======== EXERCISE INPUT

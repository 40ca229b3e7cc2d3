use console::style;
use serde::Serialize;
use std::fmt::Display;
use tabled::{settings::Style, Table, Tabled};

/// Output format mode
#[derive(Debug, Clone, Copy)]
pub enum OutputFormat {
    Human,
    Json,
}

pub struct OutputWriter {
    format: OutputFormat,
}

impl OutputWriter {
    pub fn new(json: bool) -> Self {
        Self {
            format: if json {
                OutputFormat::Json
            } else {
                OutputFormat::Human
            },
        }
    }

    pub fn success(&self, message: impl Display) {
        match self.format {
            OutputFormat::Human => {
                println!("{} {}", style("✓").green().bold(), message);
            }
            OutputFormat::Json => {}
        }
    }

    pub fn info(&self, message: impl Display) {
        match self.format {
            OutputFormat::Human => {
                println!("{} {}", style("ℹ").blue().bold(), message);
            }
            OutputFormat::Json => {}
        }
    }

    pub fn warning(&self, message: impl Display) {
        match self.format {
            OutputFormat::Human => {
                eprintln!("{} {}", style("⚠").yellow().bold(), message);
            }
            OutputFormat::Json => {
                let output = serde_json::json!({
                    "status": "warning",
                    "message": message.to_string(),
                });
                eprint_json(&output);
            }
        }
    }

    pub fn table<T: Tabled>(&self, data: Vec<T>) {
        match self.format {
            OutputFormat::Human => {
                if data.is_empty() {
                    println!("{}", style("(no data)").dim());
                } else {
                    let mut table = Table::new(data);
                    table.with(Style::rounded());
                    println!("{}", table);
                }
            }
            // JSON callers emit the structured result instead
            OutputFormat::Json => {}
        }
    }

    pub fn result<T: Serialize>(&self, data: T) -> anyhow::Result<()> {
        match self.format {
            OutputFormat::Human => {
                println!("{}", serde_json::to_string_pretty(&data)?);
            }
            OutputFormat::Json => {
                let output = serde_json::json!({
                    "status": "success",
                    "data": data,
                });
                println!("{}", serde_json::to_string_pretty(&output)?);
            }
        }
        Ok(())
    }

    pub fn kv(&self, key: impl Display, value: impl Display) {
        match self.format {
            OutputFormat::Human => {
                println!("{}: {}", style(key).bold(), value);
            }
            OutputFormat::Json => {}
        }
    }

    pub fn section(&self, title: impl Display) {
        match self.format {
            OutputFormat::Human => {
                println!("\n{}", style(title).bold().underlined());
            }
            OutputFormat::Json => {}
        }
    }

    pub fn is_json(&self) -> bool {
        matches!(self.format, OutputFormat::Json)
    }
}

fn eprint_json(value: &serde_json::Value) {
    match serde_json::to_string_pretty(value) {
        Ok(json) => eprintln!("{}", json),
        Err(e) => tracing::error!(error = %e, "Failed to render JSON output"),
    }
}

================

TASK ITEM: Nothing but an exact repetition of the entries is expected here.

REPLY TO THE TASK:
repository 40ca229b3e7cc2d3
use console::style;
use serde::Serialize;
use std::fmt::Display;
use tabled::{settings::Style, Table, Tabled};

/// Output format mode
#[derive(Debug, Clone, Copy)]
pub enum OutputFormat {
    Human,
    Json,
}

pub struct OutputWriter {
    format: OutputFormat,
}

impl OutputWriter {
    pub fn new(json: bool) -> Self {
        Self {
            format: if json {
                OutputFormat::Json
            } else {
                OutputFormat::Human
            },
        }
    }

    pub fn success(&self, message: impl Display) {
        match self.format {
            OutputFormat::Human => {
                println!("{} {}", style("✓").green().bold(), message);
            }
            OutputFormat::Json => {}
        }
    }

    pub fn info(&self, message: impl Display) {
        match self.format {
            OutputFormat::Human => {
                println!("{} {}", style("ℹ").blue().bold(), message);
            }
            OutputFormat::Json => {}
        }
    }

    pub fn warning(&self, message: impl Display) {
        match self.format {
            OutputFormat::Human => {
                eprintln!("{} {}", style("⚠").yellow().bold(), message);
            }
            OutputFormat::Json => {
                let output = serde_json::json!({
                    "status": "warning",
                    "message": message.to_string(),
                });
                eprint_json(&output);
            }
        }
    }

    pub fn table<T: Tabled>(&self, data: Vec<T>) {
        match self.format {
            OutputFormat::Human => {
                if data.is_empty() {
                    println!("{}", style("(no data)").dim());
                } else {
                    let mut table = Table::new(data);
                    table.with(Style::rounded());
                    println!("{}", table);
                }
            }
            // JSON callers emit the structured result instead
            OutputFormat::Json => {}
        }
    }

    pub fn result<T: Serialize>(&self, data: T) -> anyhow::Result<()> {
        match self.format {
            OutputFormat::Human => {
                println!("{}", serde_json::to_string_pretty(&data)?);
            }
            OutputFormat::Json => {
                let output = serde_json::json!({
                    "status": "success",
                    "data": data,
                });
                println!("{}", serde_json::to_string_pretty(&output)?);
            }
        }
        Ok(())
    }

    pub fn kv(&self, key: impl Display, value: impl Display) {
        match self.format {
            OutputFormat::Human => {
                println!("{}: {}", style(key).bold(), value);
            }
            OutputFormat::Json => {}
        }
    }

    pub fn section(&self, title: impl Display) {
        match self.format {
            OutputFormat::Human => {
                println!("\n{}", style(title).bold().underlined());
            }
            OutputFormat::Json => {}
        }
    }

    pub fn is_json(&self) -> bool {
        matches!(self.format, OutputFormat::Json)
    }
}

fn eprint_json(value: &serde_json::Value) {
    match serde_json::to_string_pretty(value) {
        Ok(json) => eprintln!("{}", json),
        Err(e) => tracing::error!(error = %e, "Failed to render JSON output"),
    }
}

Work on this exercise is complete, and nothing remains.